## Recorded information
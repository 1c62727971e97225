//! Plaintext wire codec
//!
//! Commands go out as single ASCII datagrams:
//! ```text
//! command | takeoff | land | forward 100 | cw 90 | emergency | battery? | streamon
//! ```
//! The device answers each one with `ok`, an `error ...` text, or a number
//! for queries. State telemetry arrives on its own port as
//! `key:value;` pairs.

use serde::Serialize;
use std::collections::BTreeMap;
use thiserror::Error;

use crate::command::CommandKind;

/// Longest response text echoed back in error messages
const MAX_ECHO_LEN: usize = 48;

/// Errors that can occur while decoding device datagrams
#[derive(Error, Debug, Clone, PartialEq, Eq)]
pub enum CodecError {
    #[error("empty response")]
    Empty,

    #[error("non-text response ({0} bytes)")]
    NotText(usize),

    #[error("unrecognized response '{0}'")]
    Unrecognized(String),

    #[error("malformed state field '{0}'")]
    MalformedState(String),
}

/// A decoded answer to one command
#[derive(Debug, Clone, PartialEq, Eq)]
pub enum Response {
    Ok,
    /// Device refused or failed the command; carries the device's text
    Error(String),
    /// Numeric answer to a query
    Numeric(i64),
}

impl Response {
    pub fn is_ok(&self) -> bool {
        matches!(self, Response::Ok)
    }
}

/// Encode a command as its wire text
pub fn encode(kind: &CommandKind) -> String {
    match kind {
        CommandKind::EnterSdk => "command".to_string(),
        CommandKind::Takeoff => "takeoff".to_string(),
        CommandKind::Land => "land".to_string(),
        CommandKind::Move {
            direction,
            distance_cm,
        } => format!("{} {}", direction.as_str(), distance_cm),
        CommandKind::Rotate { direction, degrees } => {
            format!("{} {}", direction.as_str(), degrees)
        }
        CommandKind::Emergency => "emergency".to_string(),
        CommandKind::Query => "battery?".to_string(),
        CommandKind::StreamOn => "streamon".to_string(),
        CommandKind::StreamOff => "streamoff".to_string(),
    }
}

fn as_text(buf: &[u8]) -> Result<&str, CodecError> {
    let text = std::str::from_utf8(buf).map_err(|_| CodecError::NotText(buf.len()))?;
    if text.chars().any(|c| c.is_control() && !c.is_whitespace()) {
        return Err(CodecError::NotText(buf.len()));
    }
    Ok(text.trim())
}

fn echo(text: &str) -> String {
    text.chars().take(MAX_ECHO_LEN).collect()
}

/// Decode one response datagram
pub fn decode(buf: &[u8]) -> Result<Response, CodecError> {
    let text = as_text(buf)?;
    if text.is_empty() {
        return Err(CodecError::Empty);
    }

    let lower = text.to_ascii_lowercase();
    if lower == "ok" {
        return Ok(Response::Ok);
    }
    if lower.starts_with("error") || lower == "out of range" || lower.starts_with("unknown command")
    {
        return Ok(Response::Error(echo(text)));
    }
    if let Ok(n) = text.parse::<i64>() {
        return Ok(Response::Numeric(n));
    }

    Err(CodecError::Unrecognized(echo(text)))
}

/// One state telemetry datagram, keyed by field name
#[derive(Debug, Clone, Default, PartialEq, Serialize)]
pub struct StateTelemetry {
    pub fields: BTreeMap<String, String>,
}

impl StateTelemetry {
    fn int(&self, key: &str) -> Option<i64> {
        self.fields.get(key).and_then(|v| v.parse().ok())
    }

    pub fn get(&self, key: &str) -> Option<&str> {
        self.fields.get(key).map(String::as_str)
    }

    pub fn battery_percent(&self) -> Option<u8> {
        self.int("bat").and_then(|v| u8::try_from(v).ok()).filter(|v| *v <= 100)
    }

    pub fn height_cm(&self) -> Option<i64> {
        self.int("h")
    }

    /// Motor-on time in seconds
    pub fn flight_time_s(&self) -> Option<i64> {
        self.int("time")
    }

    /// Time-of-flight distance sensor reading
    pub fn tof_cm(&self) -> Option<i64> {
        self.int("tof")
    }

    /// Lowest and highest board temperature
    pub fn temperature_c(&self) -> Option<(i64, i64)> {
        Some((self.int("templ")?, self.int("temph")?))
    }
}

/// Parse a state telemetry datagram
pub fn parse_state(buf: &[u8]) -> Result<StateTelemetry, CodecError> {
    let text = as_text(buf)?;
    if text.is_empty() {
        return Err(CodecError::Empty);
    }

    let mut fields = BTreeMap::new();
    for pair in text.split(';').map(str::trim).filter(|p| !p.is_empty()) {
        let (key, value) = pair
            .split_once(':')
            .ok_or_else(|| CodecError::MalformedState(echo(pair)))?;
        if key.is_empty() {
            return Err(CodecError::MalformedState(echo(pair)));
        }
        fields.insert(key.to_string(), value.to_string());
    }

    Ok(StateTelemetry { fields })
}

## What this task involves
Search the preceding listing for the word "degrees" and pull out every line that holds it.

## Result of this exercise
        CommandKind::Rotate { direction, degrees } => {
            format!("{} {}", direction.as_str(), degrees)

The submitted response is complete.